Re: mysterious 2.0.33 crashes

Doug Ledford (dledford@dialnet.net)
Thu, 19 Feb 1998 07:28:48 -0600


Alfredo Sanjuan wrote:
>
> I've recompiled my kernel disabling CONFIG_PCI_OPTIMIZE and CONFIG_SKB_LARGE.
> Until now I have an uptime of 1 day, 18:05 (cross my fingers), with no Oopses
> at all. Everything is working fine under a high network presure. If anybody want
> to have a look at my .config I can send you.
>
> >> If it's in masquerading or IP-multicasting, I'll find out soon since I
> disabled
> >> these features yesterday because I don't really need them yet.
>
> /alfredo

OK..first off, thanks to everyone who sent me their .config files.
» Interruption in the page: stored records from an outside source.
// SPDX-FileCopyrightText: 2026 Mattia Egloff <mattia.egloff@pm.me>
//
// SPDX-License-Identifier: GPL-3.0-or-later

//! TrialSync Relay
//!
//! Central sync endpoint for patient devices:
//! - device binding at enrollment, re-verified on every sync request
//! - append-only audit log of refused requests
//! - idempotent event ingest keyed by event id
//! - study start approval read back by devices to open their sync gate
//! - health checks and Prometheus metrics

pub mod audit;
pub mod binder;
pub mod config;
pub mod credentials;
pub mod db;
pub mod error;
pub mod http;
pub mod ingest;
pub mod metrics;
pub mod tokens;

use std::sync::Arc;
use std::time::Instant;

use trialsync_core::temporal::Clock;

use audit::{create_audit_store, AuditStore};
use binder::DeviceBinder;
use config::{RelayConfig, StorageBackend};
use credentials::CredentialStore;
use db::RelayDb;
use error::RelayError;
use http::HttpState;
use ingest::IngestStore;
use metrics::RelayMetrics;
use tokens::TokenRegistry;

/// Opens the configured stores and wires them into the HTTP state.
pub fn build_state(config: &RelayConfig, clock: Arc<dyn Clock>) -> Result<HttpState, RelayError> {
    let db = Arc::new(match config.storage_backend {
        StorageBackend::Memory => RelayDb::in_memory()?,
        StorageBackend::Sqlite => {
            std::fs::create_dir_all(&config.data_dir)?;
            RelayDb::open(config.data_dir.join("relay.db"))?
        }
    });
    let audit: Arc<dyn AuditStore> =
        Arc::from(create_audit_store(config.storage_backend, &config.data_dir)?);
    let binder = DeviceBinder::new(
        db.clone(),
        TokenRegistry::new(db.clone()),
        audit,
        clock.clone(),
    );

    Ok(HttpState {
        metrics: RelayMetrics::new()?,
        db: db.clone(),
        binder: Arc::new(binder),
        credentials: CredentialStore::new(db.clone()),
        ingest: IngestStore::new(db),
        clock,
        start_time: Instant::now(),
        metrics_token: config.metrics_token.clone(),
        admin_token: config.admin_token.clone(),
        max_batch: config.max_batch,
    })
}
I
received six different config files from machines that were crashing and one
config file from Jon Lewis on a machine that was not crashing for
comparison. Amongst the machines that were crashing, roughly 66% had
PCI_OPTIMIZE enabled. Roughly 66% had TRITON support enabled. The one
working config (from Jon Lewis) had IP_MASQUERADING enabled and in use.
That's not to completely exonerate the masquerading code, as the huge loop
that was noted by JuanJo Ciarlante could still have an impact depending on
processor speed and how other devices react to large amounts of time spent
with interrupts off. The one overriding factor in the failing .config
files, and that happened to be different on Jon Lewis' config file, was the
presence of CONFIG_SKB_LARGE. At this point, based on what I have in the
various .config files, I would be prepared to make the following
suggestions:

1. Disable PCI Bus Optimization (CONFIG_PCI_OPTIMIZE). We already know
that in at leat two cases this single option has made a difference,
presumeably because some PCI chipsets are a little flaky and don't handle
the optimizations properly.

2. Disable the CONFIG_SKB_LARGE option. This is too uniformly established
in the problem machines not to be suspect.

3. IF you don't use it, then disable IP_MULTICAST support (although the
kernel code may be fine for multicast support, individual drivers vary in
how they handle this option, including some cards just go strictly into
promisc. mode because they don't have hardware multicast filters, other
drivers have network problems when using multicast, etc, although this
should only be an issue if some piece of software is actually trying to
send/receive multicast packets).

4. IP_MASQUERADING....well, this has been in there enough to be suspect,
but we also know that it can work properly. Any problems with this code
very well may be load/CPU speed/SKB_LARGE combinational dependant. If you
don't need it, disable it. If you do need it, make sure you've done steps
1,2, and 3 to try and make sure this is reliable.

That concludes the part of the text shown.